┌─ Material to process
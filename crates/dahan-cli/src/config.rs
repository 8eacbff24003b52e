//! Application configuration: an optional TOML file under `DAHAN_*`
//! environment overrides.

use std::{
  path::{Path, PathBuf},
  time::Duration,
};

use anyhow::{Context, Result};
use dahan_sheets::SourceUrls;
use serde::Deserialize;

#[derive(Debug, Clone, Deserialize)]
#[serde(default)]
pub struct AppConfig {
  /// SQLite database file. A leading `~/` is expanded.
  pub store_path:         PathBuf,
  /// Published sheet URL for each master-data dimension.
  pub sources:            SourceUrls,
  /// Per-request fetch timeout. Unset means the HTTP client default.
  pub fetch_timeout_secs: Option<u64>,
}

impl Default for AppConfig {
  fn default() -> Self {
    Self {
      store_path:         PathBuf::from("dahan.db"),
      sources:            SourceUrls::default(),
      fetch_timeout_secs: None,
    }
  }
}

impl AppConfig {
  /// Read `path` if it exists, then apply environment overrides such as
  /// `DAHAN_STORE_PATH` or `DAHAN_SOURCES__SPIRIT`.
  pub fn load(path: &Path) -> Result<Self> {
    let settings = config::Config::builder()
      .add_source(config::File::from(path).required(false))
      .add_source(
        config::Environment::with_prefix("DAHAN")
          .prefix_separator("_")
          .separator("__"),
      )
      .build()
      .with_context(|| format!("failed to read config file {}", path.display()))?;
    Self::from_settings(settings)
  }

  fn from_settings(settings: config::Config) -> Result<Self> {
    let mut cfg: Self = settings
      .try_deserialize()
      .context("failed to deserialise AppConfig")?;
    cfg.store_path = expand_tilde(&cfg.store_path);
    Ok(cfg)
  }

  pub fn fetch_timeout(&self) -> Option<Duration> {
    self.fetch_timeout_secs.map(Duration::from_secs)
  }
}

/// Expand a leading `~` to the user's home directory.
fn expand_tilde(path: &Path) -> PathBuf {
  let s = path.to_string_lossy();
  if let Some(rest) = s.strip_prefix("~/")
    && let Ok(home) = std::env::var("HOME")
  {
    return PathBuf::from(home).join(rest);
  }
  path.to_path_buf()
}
└─
┌─ Material to process
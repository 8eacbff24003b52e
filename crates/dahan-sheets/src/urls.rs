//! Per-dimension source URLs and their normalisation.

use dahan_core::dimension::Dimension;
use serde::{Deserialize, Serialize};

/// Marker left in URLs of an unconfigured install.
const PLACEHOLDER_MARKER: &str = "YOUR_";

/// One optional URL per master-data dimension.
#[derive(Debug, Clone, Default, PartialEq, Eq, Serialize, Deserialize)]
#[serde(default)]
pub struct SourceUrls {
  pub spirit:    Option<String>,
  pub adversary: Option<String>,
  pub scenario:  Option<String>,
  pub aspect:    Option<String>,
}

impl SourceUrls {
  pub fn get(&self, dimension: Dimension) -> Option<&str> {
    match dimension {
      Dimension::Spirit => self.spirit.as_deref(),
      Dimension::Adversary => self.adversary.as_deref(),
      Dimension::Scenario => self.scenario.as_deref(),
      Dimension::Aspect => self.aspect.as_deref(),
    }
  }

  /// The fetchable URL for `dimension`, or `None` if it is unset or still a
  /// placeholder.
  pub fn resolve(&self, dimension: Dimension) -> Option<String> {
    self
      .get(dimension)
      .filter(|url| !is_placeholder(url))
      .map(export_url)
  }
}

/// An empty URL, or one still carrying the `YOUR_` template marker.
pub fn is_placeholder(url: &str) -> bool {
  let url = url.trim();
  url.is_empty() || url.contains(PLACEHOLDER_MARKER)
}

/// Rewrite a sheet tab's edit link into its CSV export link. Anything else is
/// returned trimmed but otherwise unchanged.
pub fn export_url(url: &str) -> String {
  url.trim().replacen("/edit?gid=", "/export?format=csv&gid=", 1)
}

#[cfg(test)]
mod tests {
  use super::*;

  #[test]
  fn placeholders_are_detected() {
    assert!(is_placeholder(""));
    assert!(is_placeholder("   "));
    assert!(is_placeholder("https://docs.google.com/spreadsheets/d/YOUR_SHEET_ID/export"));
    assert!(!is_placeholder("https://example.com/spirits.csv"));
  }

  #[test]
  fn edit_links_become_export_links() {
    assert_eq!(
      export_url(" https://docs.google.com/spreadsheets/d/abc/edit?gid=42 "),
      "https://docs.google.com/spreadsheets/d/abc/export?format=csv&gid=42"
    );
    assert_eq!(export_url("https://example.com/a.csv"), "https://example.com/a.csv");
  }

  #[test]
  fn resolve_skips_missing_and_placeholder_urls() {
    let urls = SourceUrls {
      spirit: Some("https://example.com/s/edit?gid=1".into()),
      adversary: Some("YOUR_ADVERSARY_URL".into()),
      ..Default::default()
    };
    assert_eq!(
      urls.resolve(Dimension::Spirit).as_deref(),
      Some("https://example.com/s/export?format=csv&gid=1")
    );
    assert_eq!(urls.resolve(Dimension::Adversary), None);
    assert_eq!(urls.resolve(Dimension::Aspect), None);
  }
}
└─
*Task directions:* Throughout the data above, copy all lines where the word "impl" is found.

*Output for this exercise:*
impl Default for AppConfig {
impl AppConfig {
impl SourceUrls {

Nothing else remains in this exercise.